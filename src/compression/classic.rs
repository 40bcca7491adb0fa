
//! The classic huffman codec.
//! Decodes huffman compressed thumbnails and the raw data
//! of the pre-true camera generations (x530 and the 10 bit cameras).
//!
//! The section payload is laid out as
//! `[value mapping] [coding table] [row bit streams] [row offsets]`,
//! the row offset table sitting at the very end of the section.
//! Each row is an independent bit stream of `3 * columns` code words.

use crate::compression::{ByteBits, HuffmanTree};
use crate::error::{Error, Result};
use crate::image::{ImageKind, PixelData};
use crate::io::Data;


/// How the classic codec reads one specific image kind.
#[derive(Debug, Clone, Copy)]
struct Layout {

    /// Bits per sample. The coding and mapping tables have `1 << bits` entries.
    bits: u32,

    /// Raw sections carry a value mapping table, thumbnails do not.
    has_mapping: bool,

    /// Raw samples are stored as 16 bit values, thumbnail samples as bytes.
    sixteen_bit: bool,
}

fn layout(kind: ImageKind) -> Result<Layout> {
    match kind {
        ImageKind::ThumbHuffman => Ok(Layout { bits: 8, has_mapping: false, sixteen_bit: false }),
        ImageKind::RawHuffmanX530 => Ok(Layout { bits: 8, has_mapping: true, sixteen_bit: true }),
        ImageKind::RawHuffman10Bit => Ok(Layout { bits: 10, has_mapping: true, sixteen_bit: true }),
        _ => Err(Error::section("image kind is not classic huffman")),
    }
}


/// Decode the payload of a classic huffman image section.
pub(crate) fn decode(kind: ImageKind, columns: u32, rows: u32, payload: &[u8]) -> Result<PixelData> {
    let layout = layout(kind)?;
    let table_length = 1_usize << layout.bits;

    let columns = columns as usize;
    let rows = rows as usize;

    let sample_count = rows.checked_mul(columns)
        .and_then(|pixels| pixels.checked_mul(3))
        .ok_or_else(|| Error::section("image dimension overflow"))?;

    // each sample consumes at least one bit of some row stream
    if sample_count > payload.len().saturating_mul(16) {
        return Err(Error::section("image dimensions exceed the compressed payload"));
    }

    let mut read: &[u8] = payload;

    let mapping = if layout.has_mapping {
        Some(u16::read_vec(&mut read, table_length, payload.len(), "value mapping table")?)
    }
    else { None };

    let code_words = u32::read_vec(&mut read, table_length, payload.len(), "classic coding table")?;
    let tree = HuffmanTree::from_code_words(&code_words, mapping.as_deref())?;

    // the row offset table sits at the end of the section
    let offsets_length = rows.checked_mul(u32::BYTE_SIZE)
        .filter(|&length| length <= read.len())
        .ok_or_else(|| Error::section("row offset table does not fit the section"))?;

    let (data, mut offset_bytes) = read.split_at(read.len() - offsets_length);
    let row_offsets = u32::read_vec(&mut offset_bytes, rows, offsets_length, "row offsets")?;

    if layout.sixteen_bit {
        let mut samples = Vec::with_capacity(sample_count);
        decode_rows(&tree, &row_offsets, data, columns, |accumulator| {
            // negative accumulators clamp to black
            samples.push(if (accumulator as i16) < 0 { 0 } else { accumulator });
        })?;

        Ok(PixelData::Rgb16 { samples })
    }
    else {
        let mut bytes = Vec::with_capacity(sample_count);
        decode_rows(&tree, &row_offsets, data, columns, |accumulator| {
            let byte = accumulator as u8;
            bytes.push(if (byte as i8) < 0 { 0 } else { byte });
        })?;

        Ok(PixelData::Rgb8 { row_stride: 3 * columns, bytes })
    }
}

/// Run the shared row loop, handing each accumulated sample to the sink.
/// Every plane accumulates deltas independently,
/// restarting at zero at the beginning of each row.
fn decode_rows(
    tree: &HuffmanTree, row_offsets: &[u32], data: &[u8],
    columns: usize, mut emit: impl FnMut(u16),
) -> Result<()>
{
    for &row_offset in row_offsets {
        let row = data.get(row_offset as usize ..)
            .ok_or_else(|| Error::section("row offset outside the image data"))?;

        let mut bits = ByteBits::new(row);
        let mut accumulators = [0_u16; 3];

        for _ in 0 .. columns {
            for accumulator in &mut accumulators {
                let delta = tree.decode(&mut bits)?;
                *accumulator = accumulator.wrapping_add(delta as u16);
                emit(*accumulator);
            }
        }
    }

    Ok(())
}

+ + + + +

Go through the listing and copy each line with the string "emit".

    columns: usize, mut emit: impl FnMut(u16),
                emit(*accumulator);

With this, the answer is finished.